The other two: the Grey Lady of Ravenclaw is murdered by her jealous admirer, and this admirer happens to be the Bloody Baron of Slytherin, who immediately commits suicide after realizing what he had done. How they all hang out at the same place without brewing conflict is anyone's guess.
An interesting detail about ghosts is that non-magic folk do not become one when they die, nor are they able to actually perceive their presence. Aside from the Skurge, the Ministry of Magic has been shown to have some level of authority over ghostly activities, which is ensured by the Department for the Regulation and Control of Magical Creatures.
The existence of a Boggart is proven by its manifestation of fear, as it takes whatever form is most terrifying to the person standing before it. Why it does this is unclear — perhaps they thrive off their victim's terror, or maybe they are just irksome creatures.
This is a rather complex conundrum: on one hand, Nick gently explains to Harry that Sirius would never be coming back because he would have "gone on," while on the other, is it really possible for something to remain static forever?
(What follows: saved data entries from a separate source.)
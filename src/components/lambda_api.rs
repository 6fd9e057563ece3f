//! `lambda-api` — a pure binder source; registers no capabilities of its own.

use std::collections::BTreeMap;

use serde_json::Value;

use crate::capability::{Capability, ConstructHandle};
use crate::component::Component;
use crate::config_builder::EffectiveConfig;
use crate::context::ComponentContext;
use crate::error::Result;

#[derive(Debug, Default)]
pub struct LambdaApi {
    constructs: BTreeMap<String, ConstructHandle>,
    capabilities: Vec<Capability>,
}

impl Component for LambdaApi {
    fn component_type(&self) -> &'static str {
        "lambda-api"
    }

    fn is_stateful(&self) -> bool {
        false
    }

    fn synth(&mut self, ctx: &ComponentContext, _config: &EffectiveConfig) -> Result<()> {
        self.constructs.insert("main".to_string(), ctx.scope.child("main").0);
        Ok(())
    }

    fn capabilities(&self) -> &[Capability] {
        &self.capabilities
    }

    fn constructs(&self) -> &BTreeMap<String, ConstructHandle> {
        &self.constructs
    }
}

/// Clamps `timeout`/`memorySize` into the ranges a real runtime would accept.
/// Idempotent: re-clamping an already-clamped value is a no-op.
pub fn normalise(value: &mut Value) {
    let Some(obj) = value.as_object_mut() else { return };

    if let Some(timeout) = obj.get("timeout").and_then(Value::as_i64) {
        obj.insert("timeout".into(), Value::from(timeout.clamp(1, 900)));
    }
    if let Some(memory) = obj.get("memorySize").and_then(Value::as_i64) {
        obj.insert("memorySize".into(), Value::from(memory.clamp(128, 10_240)));
    }
}

#[cfg(test)]
mod tests {
    use super::*;
    use serde_json::json;

    #[test]
    fn normalise_clamps_timeout_and_is_idempotent() {
        let mut config = json!({"timeout": 5000, "memorySize": 64});
        normalise(&mut config);
        assert_eq!(config["timeout"], json!(900));
        assert_eq!(config["memorySize"], json!(128));
        let once = config.clone();
        normalise(&mut config);
        assert_eq!(config, once);
    }
}
//! Shared primitive types used across the metrics engine.

/// A sale proposal number, as typed in the sales and payment sheets.
pub type ProposalId = String;

/// A service-order identifier.
pub type OrderId = String;

/// A client code shared by every order of the same subscriber.
pub type ClientCode = String;

/// The canonical report-run identifier.
pub type RunId = String;

/// The identifier of one spreadsheet import.
pub type BatchId = String;

/// A calendar month in `YYYY-MM` form.
pub type MonthKey = String;

/// Placeholder written into blank technician / city / salesperson cells.
pub const NOT_INFORMED: &str = "NÃO INFORMADO";
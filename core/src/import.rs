//! CSV ingestion: spreadsheet exports to `RawRow`s.
//!
//! Exports come from Excel with either `,` or `;` as separator depending on
//! the machine's locale. The separator is sniffed from the header line.
//! Each row keeps the sheet line it was read from, so rejections point at
//! the right line even after blank lines.

use crate::{
    error::InsightResult,
    normalizer::{normalize_header, RawRow, LINE_KEY},
};
use std::io::Read;

/// Which spreadsheet a batch of rows came from.
#[derive(Debug, Clone, Copy, PartialEq, Eq, Hash, serde::Serialize, serde::Deserialize)]
#[serde(rename_all = "snake_case")]
pub enum SheetKind {
    ServiceOrders,
    Sales,
    Payments,
    Targets,
    Base,
}

impl SheetKind {
    pub fn as_str(&self) -> &'static str {
        match self {
            SheetKind::ServiceOrders => "service_orders",
            SheetKind::Sales         => "sales",
            SheetKind::Payments      => "payments",
            SheetKind::Targets       => "targets",
            SheetKind::Base          => "base",
        }
    }
}

fn sniff_delimiter(content: &str) -> u8 {
    let header = content.lines().next().unwrap_or_default();
    if header.matches(';').count() > header.matches(',').count() {
        b';'
    } else {
        b','
    }
}

/// Sheet line of the record read from `pos`. The reader takes the position
/// before stepping over blank lines, so count those in.
fn record_line(content: &[u8], pos: &csv::Position) -> u64 {
    let start = usize::try_from(pos.byte()).unwrap_or(usize::MAX);
    let blank = content
        .get(start..)
        .unwrap_or_default()
        .iter()
        .take_while(|b| matches!(**b, b'\r' | b'\n'))
        .filter(|b| **b == b'\n')
        .count();
    pos.line() + blank as u64
}

/// Parse CSV text into rows keyed by normalized header.
pub fn read_csv_str(content: &str) -> InsightResult<Vec<RawRow>> {
    let content = content.trim_start_matches('\u{feff}');
    let mut reader = csv::ReaderBuilder::new()
        .has_headers(true)
        .delimiter(sniff_delimiter(content))
        .flexible(true)
        .trim(csv::Trim::All)
        .from_reader(content.as_bytes());

    let headers: Vec<String> = reader.headers()?.iter().map(normalize_header).collect();

    let mut rows = Vec::new();
    for result in reader.records() {
        let record = result?;
        if record.iter().all(|cell| cell.is_empty()) {
            continue;
        }
        let mut row: RawRow = headers
            .iter()
            .zip(record.iter())
            .filter(|(h, _)| !h.is_empty())
            .map(|(h, v)| (h.clone(), v.to_string()))
            .collect();
        if let Some(pos) = record.position() {
            row.insert(LINE_KEY.to_string(), record_line(content.as_bytes(), pos).to_string());
        }
        rows.push(row);
    }
    log::debug!("read {} rows with {} columns", rows.len(), headers.len());
    Ok(rows)
}

pub fn read_csv<R: Read>(mut reader: R) -> InsightResult<Vec<RawRow>> {
    let mut content = String::new();
    reader.read_to_string(&mut content)?;
    read_csv_str(&content)
}

pub fn read_csv_file(path: &str) -> InsightResult<Vec<RawRow>> {
    let file = std::fs::File::open(path)?;
    read_csv(file)
}
//! `insight-core`: metrics engine behind the SysGest Insight dashboard.
//!
//! Sheets go in through `engine::InsightEngine::import_sheet`, a run goes
//! through the subsystems in a fixed order, and a `report::DashboardReport`
//! comes out. The subsystem modules also expose their rules as plain
//! functions over record slices.

pub mod bonus_subsystem;
pub mod config;
pub mod engine;
pub mod error;
pub mod event;
pub mod import;
pub mod normalizer;
pub mod payment_classifier;
pub mod reconciliation_subsystem;
pub mod record;
pub mod reopening_subsystem;
pub mod report;
pub mod resolution_subsystem;
pub mod store;
pub mod subsystem;
pub mod types;
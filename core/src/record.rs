//! Typed entities produced by the normalizer and consumed by every subsystem.
//!
//! RULE: Records are plain data. Relationships between them (proposal id,
//! client code) are resolved by string matching inside the subsystems;
//! nothing here enforces referential integrity.

use crate::types::{ClientCode, MonthKey, OrderId, ProposalId};
use chrono::{Datelike, Months, NaiveDate, NaiveDateTime};
use serde::{Deserialize, Serialize};

// ── Service orders ─────────────────────────────────────────────────

/// Network family an order belongs to. Reopenings only pair within one.
#[derive(Debug, Clone, Copy, PartialEq, Eq, Hash, PartialOrd, Ord, Serialize, Deserialize)]
#[serde(rename_all = "snake_case")]
pub enum ServiceCategory {
    Tv,
    BandaLarga,
}

#[derive(Debug, Clone, Copy, PartialEq, Eq, Hash, Serialize, Deserialize)]
#[serde(rename_all = "snake_case")]
pub enum OrderStatus {
    Finalizada,
    EmAndamento,
    Pendente,
    Cancelada,
}

impl OrderStatus {
    /// Map the free-text status column of the orders sheet.
    pub fn from_text(text: &str) -> Self {
        let upper = text.trim().to_uppercase();
        if upper.contains("CANCEL") {
            OrderStatus::Cancelada
        } else if upper.contains("FINALIZ")
            || upper.contains("EXECUTAD")
            || upper.contains("CONCLU")
            || upper.contains("FECHAD")
            || upper.contains("ENCERRAD")
        {
            OrderStatus::Finalizada
        } else if upper.contains("ANDAMENTO") || upper.contains("EXECU") {
            OrderStatus::EmAndamento
        } else {
            OrderStatus::Pendente
        }
    }
}

#[derive(Debug, Clone, PartialEq, Serialize, Deserialize)]
pub struct ServiceOrder {
    pub order_id:     OrderId,
    pub client_code:  ClientCode,
    pub technician:   String,
    pub city:         String,
    /// Subtype after the FIBRA rewrite ("Corretiva BL", "Ponto Principal", ...).
    pub service_type: String,
    pub package:      String,
    pub status:       OrderStatus,
    pub created_at:   NaiveDateTime,
    pub completed_at: Option<NaiveDateTime>,
    pub category:     ServiceCategory,
}

impl ServiceOrder {
    pub fn is_finished(&self) -> bool {
        self.status == OrderStatus::Finalizada
    }

    /// A completion date is enough to stand as a reopening's original,
    /// whatever the status column says.
    pub fn can_be_original(&self) -> bool {
        self.completed_at.is_some() || self.is_finished()
    }

    /// Completion time, or creation time for orders closed without one.
    pub fn closed_at(&self) -> NaiveDateTime {
        self.completed_at.unwrap_or(self.created_at)
    }
}

// ── Sales ──────────────────────────────────────────────────────────

/// Product-line tag a sale is bucketed under.
#[derive(Debug, Clone, Copy, PartialEq, Eq, Hash, PartialOrd, Ord, Serialize, Deserialize)]
pub enum ProductTag {
    #[serde(rename = "POS")]
    Pos,
    #[serde(rename = "BL-DGO")]
    BlDgo,
    #[serde(rename = "OUTROS")]
    Other,
}

impl ProductTag {
    pub fn label(&self) -> &'static str {
        match self {
            ProductTag::Pos   => "POS",
            ProductTag::BlDgo => "BL-DGO",
            ProductTag::Other => "OUTROS",
        }
    }

    /// Parse a tag as typed in the targets sheet or on the command line.
    pub fn from_label(text: &str) -> Option<Self> {
        match text.trim().to_uppercase().replace('_', "-").as_str() {
            "POS"                              => Some(ProductTag::Pos),
            "BL-DGO" | "BLDGO" | "BL" | "DGO"  => Some(ProductTag::BlDgo),
            "OUTROS" | "OTHER"                 => Some(ProductTag::Other),
            _                                  => None,
        }
    }
}

#[derive(Debug, Clone, Copy, PartialEq, Eq, Hash, Serialize, Deserialize)]
#[serde(rename_all = "snake_case")]
pub enum SaleSituation {
    Habilitada,
    Pendente,
    Cancelada,
}

impl SaleSituation {
    pub fn from_text(text: &str) -> Self {
        let upper = text.trim().to_uppercase();
        if upper.contains("CANCEL") || upper.contains("INATIV") || upper.contains("DESATIV") {
            SaleSituation::Cancelada
        } else if upper.contains("HABILITAD") || upper.contains("ATIV") || upper.contains("INSTALAD") {
            SaleSituation::Habilitada
        } else {
            SaleSituation::Pendente
        }
    }
}

#[derive(Debug, Clone, PartialEq, Serialize, Deserialize)]
pub struct Sale {
    pub proposal_id:      ProposalId,
    pub salesperson:      String,
    pub city:             String,
    pub product_grouping: String,
    pub product_tag:      ProductTag,
    pub sale_date:        NaiveDate,
    pub activation_date:  Option<NaiveDate>,
    pub situation:        SaleSituation,
}

impl Sale {
    /// Activation date, or the sale date when the sale was never enabled.
    pub fn anchor_date(&self) -> NaiveDate {
        self.activation_date.unwrap_or(self.sale_date)
    }
}

// ── First payments ─────────────────────────────────────────────────

#[derive(Debug, Clone, PartialEq, Serialize, Deserialize)]
pub struct Payment {
    pub proposal_id:    ProposalId,
    /// Collection step (`passo`). Empty or "0" means nothing is owed.
    pub step_code:      String,
    /// Date the current collection step was reached (`data_passo_cobranca`).
    pub billing_date:   Option<NaiveDate>,
    /// Package status code (`status_pacote`).
    pub package_status: String,
    pub due_date:       Option<NaiveDate>,
}

// ── Targets and subscriber base ────────────────────────────────────

#[derive(Debug, Clone, PartialEq, Serialize, Deserialize)]
pub struct Target {
    pub salesperson: String,
    pub month:       MonthKey,
    pub product_tag: ProductTag,
    pub quantity:    u32,
}

#[derive(Debug, Clone, PartialEq, Serialize, Deserialize)]
pub struct BaseData {
    pub month:       MonthKey,
    pub city:        Option<String>,
    pub subscribers: u64,
}

// ── Dataset ────────────────────────────────────────────────────────

/// Everything imported for one report run.
#[derive(Debug, Clone, Default, Serialize, Deserialize)]
pub struct Dataset {
    pub service_orders: Vec<ServiceOrder>,
    pub sales:          Vec<Sale>,
    pub payments:       Vec<Payment>,
    pub targets:        Vec<Target>,
    pub base:           Vec<BaseData>,
}

// ── Date helpers ───────────────────────────────────────────────────

pub fn month_key(date: NaiveDate) -> MonthKey {
    format!("{:04}-{:02}", date.year(), date.month())
}

/// Month key `months` after the month of `date`.
pub fn month_key_after(date: NaiveDate, months: u32) -> MonthKey {
    let first = date.with_day(1).unwrap_or(date);
    let shifted = first.checked_add_months(Months::new(months)).unwrap_or(first);
    month_key(shifted)
}

/// Percentage with a zero-denominator guard, rounded to two decimals.
pub fn pct(numerator: usize, denominator: usize) -> f64 {
    if denominator == 0 {
        return 0.0;
    }
    round2(numerator as f64 * 100.0 / denominator as f64)
}

pub fn round2(value: f64) -> f64 {
    (value * 100.0).round() / 100.0
}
Ghosts have what they call "unfinished business," so does this mean that they are freed of their condition if said business is finished?
Consider Lord Voldemort, who gets himself trapped inside a horrifying baby-monster because of all his soul-mutilation. He may have been a super evil Dark Lord, but punishing him for eternity without a single chance for reprieve doesn't really make moral sense. On the opposite end of the scale, the History of Magic Professor, Cuthbert Binns, wouldn't move on even if he could.
Peeves, who inexplicably doesn't appear as comic relief in the movies, is a poltergeist, but not a normal one (as almost all others are not visible to people.) This devious fiend takes great pleasure in causing havoc at Hogwarts, but is not evicted by Dumbledore because he isn't that much of a disruption, to be honest.
It's said that he has been at the Castle ever since it was built, which implies that his character is an intrinsic part of the school, as much as anything that the four Founders have done.